On Tue, Jul 28, 2015 at 8:44 AM, Ben Pfaff <b...@nicira.com> wrote:

> Until now, ovn-controller has been full of loops that commit a transaction
> to the OVS or OVN Southbound database.  These blocking loops delay other
> work within ovn-controller.  They also make it unsafe to keep pointers to
> database records within a single ovn-controller main loop, since calls
> to ovsdb_idl_run() can cause IDL records to be destroyed.  This commit
> drops all of the blocking calls, instead doing a single commit to the
> databases at the end of each main loop.
>
> Signed-off-by: Ben Pfaff <b...@nicira.com>
> Acked-by: Russell Bryant <rbry...@redhat.com>
> ---
> v1->v2: Rename idl_loop_wait() to idl_loop_commit_and_wait().
> ---
>  ovn/controller/binding.c        |  61 ++++++++------------
>  ovn/controller/binding.h        |   4 +-
>  ovn/controller/chassis.c        | 117
> ++++++++++++++------------------------
>  ovn/controller/chassis.h        |   4 +-
>  ovn/controller/ovn-controller.c | 123
> +++++++++++++++++++++++++++++++++++++---
>  ovn/controller/ovn-controller.h |   4 ++
>  6 files changed, 188 insertions(+), 125 deletions(-)
>
> diff --git a/ovn/controller/binding.c b/ovn/controller/binding.c
> index 0a4a39e..6af216c 100644
> --- a/ovn/controller/binding.c
> +++ b/ovn/controller/binding.c
> @@ -76,10 +76,12 @@ binding_run(struct controller_ctx *ctx)
>  {
>      const struct sbrec_chassis *chassis_rec;
>      const struct sbrec_binding *binding_rec;
> -    struct ovsdb_idl_txn *txn;
>      struct sset lports, all_lports;
>      const char *name;
> -    int retval;
> +
> +    if (!ctx->ovnsb_idl_txn) {
> +        return;
> +    }
>
>      chassis_rec = get_chassis_by_name(ctx->ovnsb_idl, ctx->chassis_id);
>      if (!chassis_rec) {
> @@ -91,8 +93,7 @@ binding_run(struct controller_ctx *ctx)

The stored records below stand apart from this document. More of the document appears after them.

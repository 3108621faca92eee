use eframe::egui::{self, Color32, RichText, ScrollArea, Ui};

use crate::data::model::FilterColumn;
use crate::state::AppState;

// ---------------------------------------------------------------------------
// Left side panel – filter widgets
// ---------------------------------------------------------------------------

/// Render the left filter panel.
pub fn side_panel(ui: &mut Ui, state: &mut AppState) {
    ui.heading("Filter 🔍");
    ui.separator();

    let dataset = match &state.dataset {
        Some(ds) => ds,
        None => {
            ui.label("No dataset loaded.");
            return;
        }
    };

    // Clone what we need so we can mutate state inside the loop.
    let unique: Vec<_> = FilterColumn::ALL
        .iter()
        .map(|&col| (col, dataset.unique_values(col).clone()))
        .collect();

    ScrollArea::vertical()
        .auto_shrink([false, false])
        .show(ui, |ui: &mut Ui| {
            for (col, all_values) in &unique {
                let col = *col;

                // Show count of selected / total in the header
                let n_selected = state.filters.values(col).len();
                let n_total = all_values.len();
                let header_text = format!("{}  ({n_selected}/{n_total})", col.label());

                egui::CollapsingHeader::new(RichText::new(header_text).strong())
                    .id_salt(col.column_name())
                    .default_open(true)
                    .show(ui, |ui: &mut Ui| {
                        ui.horizontal(|ui: &mut Ui| {
                            if ui.small_button("All").clicked() {
                                state.select_all(col);
                            }
                            if ui.small_button("None").clicked() {
                                state.select_none(col);
                            }
                        });

                        for val in all_values {
                            let mut checked = state.filters.is_selected(col, val);
                            if ui.checkbox(&mut checked, val.to_string()).changed() {
                                state.toggle_filter_value(col, val);
                            }
                        }
                    });
            }
        });
}

// ---------------------------------------------------------------------------
// Top bar
// ---------------------------------------------------------------------------

/// Render the top menu / toolbar.
pub fn top_bar(ui: &mut Ui, state: &mut AppState) {
    egui::menu::bar(ui, |ui: &mut Ui| {
        ui.menu_button("File", |ui: &mut Ui| {
            if ui.button("Open…").clicked() {
                open_file_dialog(state);
                ui.close_menu();
            }
        });

        ui.separator();

        if let Some(ds) = &state.dataset {
            if ds.is_empty() {
                ui.label("Dataset has no records");
            } else {
                ui.label(format!(
                    "{} records loaded, {} visible",
                    ds.len(),
                    state.visible_indices.len()
                ));
            }
        }

        if state.loading {
            ui.spinner();
        }

        if let Some(msg) = &state.status_message {
            ui.separator();
            ui.label(RichText::new(msg).color(Color32::RED));
        }
    });
}

// ---------------------------------------------------------------------------
// File dialog
// ---------------------------------------------------------------------------

pub fn open_file_dialog(state: &mut AppState) {
    let file = rfd::FileDialog::new()
        .set_title("Open salary data")
        .add_filter("Supported files", &["csv", "json", "parquet", "pq"])
        .add_filter("CSV", &["csv"])
        .add_filter("JSON", &["json"])
        .add_filter("Parquet", &["parquet", "pq"])
        .pick_file();

    if let Some(path) = file {
        state.open_path(&path);
    }
}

>      get_local_iface_ids(ctx, &lports);
>      sset_clone(&all_lports, &lports);
>
> -    txn = ovsdb_idl_txn_create(ctx->ovnsb_idl);
> -    ovsdb_idl_txn_add_comment(txn,
> +    ovsdb_idl_txn_add_comment(ctx->ovnsb_idl_txn,
>                                "ovn-controller: updating bindings for
> '%s'",
>                                ctx->chassis_id);
>
> @@ -115,14 +116,6 @@ binding_run(struct controller_ctx *ctx)
>          }
>      }
>
> -    retval = ovsdb_idl_txn_commit_block(txn);
> -    if (retval == TXN_ERROR) {
> -        VLOG_INFO("Problem committing binding information: %s",
> -                  ovsdb_idl_txn_status_to_string(retval));
> -    }
> -
> -    ovsdb_idl_txn_destroy(txn);
> -
>      SSET_FOR_EACH (name, &lports) {
>          VLOG_DBG("No binding record for lport %s", name);
>      }
> @@ -130,40 +123,32 @@ binding_run(struct controller_ctx *ctx)
>      sset_destroy(&all_lports);
>  }
>
> -void
> -binding_destroy(struct controller_ctx *ctx)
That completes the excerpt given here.